I still get goosebumps when I look at it."

An extraordinary sun warms up this early October afternoon in Brooklyn. The temperature should be way lower at this time of the year, but it’s almost like the sun is favoring us. Actually, to keep it a buck, not even all of us. Today, it’s more like the sun is shining a singular spotlight on Azzi Fudd. A summer full of nonstop movement in the life of No. 35 is concluding with her first-ever solo SLAM cover shoot.  

This last echo of the summertime shine brings to mind the breeze of a day six months ago. On an early April day in Tampa, Azzi took a jackhammer to the illustrious history books of UConn and carved her name into forever. That day in Tampa ended the Huskies’ nearly decade-long championship drought. With a performance defined by precision, Azzi was named Final Four Most Outstanding Player, an honor that only seven other UConn women in the last 30 years have claimed.

The names—Rebecca Lobo, Shea Ralph, Swin Cash, Diana Taurasi, Tina Charles, Maya Moore and Breanna Stewart—encompass six WNBA All-Stars and three current Hall of Famers. And though Ralph didn’t go on to have a stellar career in the pros, she was on the UConn bench for 13 seasons as an assistant coach.

As an homage to joining this elite club, Azzi pulled up to our shoot with a custom set of celebratory nails featuring the numbers of these Storrs legends.

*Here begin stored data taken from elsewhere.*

//! Configuration management

use anyhow::Result;
use serde::Deserialize;
use std::path::PathBuf;
use std::time::Duration;

#[derive(Debug, Clone, Default, Deserialize)]
#[serde(default)]
pub struct Config {
    pub server: ServerConfig,
    pub storage: StorageConfig,
    pub visitors: VisitorsConfig,
    pub archive: ArchiveConfig,
    pub logging: LoggingConfig,
}

#[derive(Debug, Clone, Deserialize)]
#[serde(default)]
pub struct ServerConfig {
    pub host: String,
    pub port: u16,
    /// Directory with the site's static files, served for any unmatched path
    pub public_dir: PathBuf,
}

impl Default for ServerConfig {
    fn default() -> Self {
        Self {
            host: "0.0.0.0".to_string(),
            port: 3000,
            public_dir: PathBuf::from("public"),
        }
    }
}

#[derive(Debug, Clone, Deserialize)]
#[serde(default)]
pub struct StorageConfig {
    pub data_dir: PathBuf,
    pub stats_file: String,
    pub posts_file: String,
}

impl Default for StorageConfig {
    fn default() -> Self {
        Self {
            data_dir: PathBuf::from("data"),
            stats_file: "visitor-stats.json".to_string(),
            posts_file: "telegram-posts.json".to_string(),
        }
    }
}

impl StorageConfig {
    pub fn stats_path(&self) -> PathBuf {
        self.data_dir.join(&self.stats_file)
    }

    pub fn posts_path(&self) -> PathBuf {
        self.data_dir.join(&self.posts_file)
    }
}

#[derive(Debug, Clone, Deserialize)]
#[serde(default)]
pub struct VisitorsConfig {
    /// Persist the stats after every Nth recorded visit
    pub flush_every: u64,
    /// Days of per-day buckets kept by the cleanup pass
    pub retention_days: u32,
    pub cleanup_interval_hours: u64,
}

impl Default for VisitorsConfig {
    fn default() -> Self {
        Self {
            flush_every: 10,
            retention_days: 30,
            cleanup_interval_hours: 24,
        }
    }
}

impl VisitorsConfig {
    pub fn cleanup_interval(&self) -> Duration {
        Duration::from_secs(self.cleanup_interval_hours * 3600)
    }
}

#[derive(Debug, Clone, Deserialize)]
#[serde(default)]
pub struct ArchiveConfig {
    pub max_posts: usize,
    /// Shared secret for `POST /api/posts`; ingestion over HTTP is off when unset
    pub ingest_token: Option<String>,
}

impl Default for ArchiveConfig {
    fn default() -> Self {
        Self {
            max_posts: 50,
            ingest_token: None,
        }
    }
}

#[derive(Debug, Clone, Deserialize)]
#[serde(default)]
pub struct LoggingConfig {
    pub level: String,
}

impl Default for LoggingConfig {
    fn default() -> Self {
        Self {
            level: "info".to_string(),
        }
    }
}

impl Config {
    pub fn load() -> Result<Self> {
        let config_path = "config";

        let builder = config::Config::builder()
            .add_source(config::File::with_name(config_path).required(false))
            .add_source(config::Environment::with_prefix("SITEKEEPER").separator("__"));

        let settings = builder.build()?;
        let config: Config = settings.try_deserialize()?;

        // Validate configuration
        config.validate()?;

        Ok(config)
    }

    /// Validate configuration values
    pub fn validate(&self) -> Result<()> {
        if self.server.port == 0 {
            anyhow::bail!("Invalid port: 0 is not allowed");
        }
        if self.server.host.is_empty() {
            anyhow::bail!("Server host cannot be empty");
        }

        if self.storage.stats_file.is_empty() || self.storage.posts_file.is_empty() {
            anyhow::bail!("Storage file names cannot be empty");
        }

        if self.visitors.flush_every == 0 {
            anyhow::bail!("visitors.flush_every must be at least 1");
        }
        if self.visitors.retention_days == 0 {
            anyhow::bail!("visitors.retention_days must be at least 1");
        }
        if self.visitors.cleanup_interval_hours == 0 {
            anyhow::bail!("visitors.cleanup_interval_hours must be at least 1");
        }

        if self.archive.max_posts == 0 {
            anyhow::bail!("archive.max_posts must be at least 1");
        }
        if matches!(self.archive.ingest_token.as_deref(), Some(t) if t.trim().is_empty()) {
            anyhow::bail!("archive.ingest_token cannot be blank; remove it to disable ingestion");
        }

        // Validate logging level
        let valid_levels = ["trace", "debug", "info", "warn", "error"];
        if !valid_levels.contains(&self.logging.level.to_lowercase().as_str()) {
            anyhow::bail!("Invalid logging level '{}'. Must be one of: {:?}", self.logging.level, valid_levels);
        }

        Ok(())
    }

    pub fn ingestion_enabled(&self) -> bool {
        self.archive.ingest_token.is_some()
    }
}

#[cfg(test)]
mod tests {
    use super::*;

    #[test]
    fn defaults_are_valid() {
        let config = Config::default();
        config.validate().unwrap();
        assert_eq!(config.visitors.flush_every, 10);
        assert_eq!(config.archive.max_posts, 50);
        assert_eq!(config.storage.stats_path(), PathBuf::from("data/visitor-stats.json"));
        assert_eq!(config.visitors.cleanup_interval(), Duration::from_secs(86_400));
        assert!(!config.ingestion_enabled());
    }

    #[test]
    fn zero_flush_interval_is_rejected() {
        let mut config = Config::default();
        config.visitors.flush_every = 0;
        assert!(config.validate().is_err());
    }

    #[test]
    fn unknown_log_level_is_rejected() {
        let mut config = Config::default();
        config.logging.level = "loud".to_string();
        assert!(config.validate().is_err());
    }

    #[test]
    fn blank_ingest_token_is_rejected() {
        let mut config = Config::default();
        config.archive.ingest_token = Some("  ".to_string());
        assert!(config.validate().is_err());
    }

    #[test]
    fn partial_toml_keeps_defaults_for_the_rest() {
        let settings = config::Config::builder()
            .add_source(config::File::from_str(
                "[visitors]\nflush_every = 5\n[server]\nport = 8080\n",
                config::FileFormat::Toml,
            ))
            .build()
            .unwrap();
        let config: Config = settings.try_deserialize().unwrap();

        assert_eq!(config.visitors.flush_every, 5);
        assert_eq!(config.visitors.retention_days, 30);
        assert_eq!(config.server.port, 8080);
        assert_eq!(config.server.host, "0.0.0.0");
    }
}
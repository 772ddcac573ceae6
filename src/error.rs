//! Storage error type shared by the stats file and the post archive

use std::path::PathBuf;
use thiserror::Error;

#[derive(Debug, Error)]
pub enum StorageError {
    #[error("io error on {path}: {source}")]
    Io {
        path: PathBuf,
        #[source]
        source: std::io::Error,
    },

    #[error("json error: {0}")]
    Json(#[from] serde_json::Error),

    /// The file exists but does not hold a document we can read.
    #[error("corrupt data in {path}: {reason}")]
    Corrupt { path: PathBuf, reason: String },

    #[error("stats flush failed: {0}")]
    FlushFailed(String),

    #[error("stats writer is no longer running")]
    WriterClosed,
}

impl StorageError {
    pub fn io(path: impl Into<PathBuf>, source: std::io::Error) -> Self {
        Self::Io {
            path: path.into(),
            source,
        }
    }
}

pub type Result<T, E = StorageError> = std::result::Result<T, E>;
//! Archived post record

use chrono::{DateTime, Utc};
use serde::{Deserialize, Serialize};

use super::format::{render_message, MessageEntity};

#[derive(Debug, Clone, Copy, PartialEq, Eq, Serialize, Deserialize)]
#[serde(rename_all = "lowercase")]
pub enum MediaType {
    Photo,
    Video,
}

/// One archived post. Optional fields are written as `null`.
#[derive(Debug, Clone, PartialEq, Serialize, Deserialize)]
#[serde(rename_all = "camelCase")]
pub struct Post {
    /// Sanitized HTML with `<br>` line breaks
    pub text: String,
    pub date: DateTime<Utc>,
    #[serde(default)]
    pub media_url: Option<String>,
    #[serde(default)]
    pub media_type: Option<MediaType>,
    /// Id of the message this post was built from
    #[serde(default)]
    pub message_id: Option<i64>,
}

impl Post {
    pub fn new(text: impl Into<String>, date: DateTime<Utc>) -> Self {
        Self {
            text: text.into(),
            date,
            media_url: None,
            media_type: None,
            message_id: None,
        }
    }

    /// Build a post from a raw source message, rendering its entities to HTML.
    pub fn from_message(message: &SourceMessage) -> Self {
        Self {
            text: render_message(&message.text, &message.entities),
            date: message.date,
            media_url: message.media_url.clone(),
            media_type: message.media_type,
            message_id: message.message_id,
        }
    }

    pub fn with_media(mut self, url: impl Into<String>, media_type: MediaType) -> Self {
        self.media_url = Some(url.into());
        self.media_type = Some(media_type);
        self
    }

    pub fn with_message_id(mut self, id: i64) -> Self {
        self.message_id = Some(id);
        self
    }

    pub fn has_media(&self) -> bool {
        self.media_url.is_some()
    }
}

/// Unrendered message as delivered by the ingestion tooling
#[derive(Debug, Clone, Deserialize)]
#[serde(rename_all = "camelCase")]
pub struct SourceMessage {
    #[serde(default)]
    pub text: String,
    #[serde(default)]
    pub entities: Vec<MessageEntity>,
    pub date: DateTime<Utc>,
    #[serde(default)]
    pub media_url: Option<String>,
    #[serde(default)]
    pub media_type: Option<MediaType>,
    #[serde(default)]
    pub message_id: Option<i64>,
}

impl SourceMessage {
    pub fn is_empty(&self) -> bool {
        self.text.trim().is_empty() && self.media_url.is_none()
    }
}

The historical significance can’t be overstated. UConn is the standard. Nearly 50 of its players have been selected in the WNBA draft. Nearly 30 of those players have been first-round picks. Six of those players have gone No. 1 overall. And for all of them who didn’t make it to the W, there are even more who have left a lasting footprint in Storrs.

Separation at UConn, where the list of accomplishments goes on and on, is cause for celebration.

And that’s where we begin our shoot with Azzi. She’s got her Huskies threads on and a you-can’t-guard-me kind of smirk running across her face. But then, a special guest arrives on our set. That smirk transforms into an ear-to-ear smile.

The special guest isn’t a person. Not a famous ex-teammate, not a noteworthy WNBA superstar. The special guest doesn’t have a heartbeat, but it does hold the dreams and memories of that April day.

UConn staff drove down from Storrs to New York with the brand-new national championship trophy. It’s the first time Azzi’s seen it in person since last April. One last look back to the 2024-25 campaign before she leads the squad into 2025-26.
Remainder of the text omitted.